• **REQUIRED ACTION**
All lines in the material with the string "serde" should be listed.

• **RECORDED INFORMATION**
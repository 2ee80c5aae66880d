//! Driving the network through failures and repairs.
//!
//! Every mutation is followed by a fresh shortest path computation, so the caller always gets
//! the distance report that matches the current set of active lines.
use serde::{Deserialize, Serialize};

use crate::graph::{Edge, Network, NetworkState};
use crate::report::DistanceReport;
use crate::shortest_path::compute_distances;
use crate::types::*;
use crate::SimulationFailure;


/// Simulation settings.
#[derive(Serialize, Deserialize, Debug, Clone, PartialEq, Eq)]
pub struct SimulationConfig {
    /// Vertex from which distances are measured.
    #[serde(default)]
    pub source: VertexIndex,
}

impl Default for SimulationConfig {
    fn default() -> Self {
        Self {
            source: POWER_SOURCE,
        }
    }
}

/// A single step of a simulation.
#[derive(Serialize, Deserialize, Debug, Clone, Copy, PartialEq, Eq)]
#[serde(rename_all = "lowercase")]
pub enum Operation {
    /// Fail the line at the head of the active list.
    Remove,
    /// Repair the most recently failed line.
    Restore,
    /// Repair every line.
    Reset,
    /// Only compute the distances.
    Report,
}

impl std::fmt::Display for Operation {
    fn fmt(&self, f: &mut std::fmt::Formatter) -> std::fmt::Result {
        let s = match self {
            Operation::Remove => "remove",
            Operation::Restore => "restore",
            Operation::Reset => "reset",
            Operation::Report => "report",
        };
        write!(f, "{}", s)
    }
}

/// Result of applying an [`Operation`].
#[derive(Serialize, Debug, Clone, PartialEq)]
#[serde(rename_all = "camelCase")]
pub struct StepOutcome {
    pub operation: Operation,
    /// Line removed or restored in this step.
    pub edge: Option<Edge>,
    /// Set if the network refused the operation. The network is unchanged in that case.
    pub failure: Option<SimulationFailure>,
    pub state: NetworkState,
    pub report: DistanceReport,
}

/// Owns a [`Network`] and recomputes distances after each change.
#[derive(Clone, Debug)]
pub struct Simulator {
    network: Network,
    config: SimulationConfig,
}

impl Simulator {
    /// Fails if the configured source is not a vertex of the network.
    pub fn new(network: Network, config: SimulationConfig) -> Result<Self, SimulationFailure> {
        if config.source >= network.vertex_count() {
            return Err(SimulationFailure::InvalidSource {
                source: config.source,
                vertices: network.vertex_count(),
            });
        }
        Ok(Self { network, config })
    }

    pub fn network(&self) -> &Network {
        &self.network
    }

    /// Distances for the current set of active lines.
    pub fn report(&self) -> Result<DistanceReport, SimulationFailure> {
        compute_distances(&self.network, self.config.source)
    }

    fn outcome(
        &self,
        operation: Operation,
        edge: Option<Edge>,
        failure: Option<SimulationFailure>,
    ) -> Result<StepOutcome, SimulationFailure> {
        Ok(StepOutcome {
            operation,
            edge,
            failure,
            state: self.network.state(),
            report: self.report()?,
        })
    }

    /// Fail one line and recompute.
    pub fn simulate_failure(&mut self) -> Result<StepOutcome, SimulationFailure> {
        let edge = self.network.remove_one()?;
        self.outcome(Operation::Remove, Some(edge), None)
    }

    /// Repair the most recently failed line and recompute.
    pub fn restore(&mut self) -> Result<StepOutcome, SimulationFailure> {
        let edge = self.network.restore_one()?;
        self.outcome(Operation::Restore, Some(edge), None)
    }

    /// Repair every line and recompute.
    pub fn reset(&mut self) -> Result<StepOutcome, SimulationFailure> {
        self.network.reset();
        self.outcome(Operation::Reset, None, None)
    }

    /// Apply an operation. Unlike the dedicated methods, a refused removal or restoration is
    /// recorded in the returned [`StepOutcome`] instead of being returned as an error.
    pub fn apply(&mut self, operation: Operation) -> Result<StepOutcome, SimulationFailure> {
        let step = match operation {
            Operation::Remove => self.network.remove_one(),
            Operation::Restore => self.network.restore_one(),
            Operation::Reset => {
                self.network.reset();
                return self.outcome(operation, None, None);
            }
            Operation::Report => return self.outcome(operation, None, None),
        };
        match step {
            Ok(edge) => self.outcome(operation, Some(edge), None),
            Err(failure) => self.outcome(operation, None, Some(failure)),
        }
    }

    /// Apply the given operations in order.
    pub fn run_operations(
        &mut self,
        operations: &[Operation],
    ) -> Result<Vec<StepOutcome>, SimulationFailure> {
        operations.iter().map(|&op| self.apply(op)).collect()
    }
}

• **TASK RESPONSE**
use serde::{Deserialize, Serialize};
    #[serde(default)]
#[serde(rename_all = "lowercase")]
#[serde(rename_all = "camelCase")]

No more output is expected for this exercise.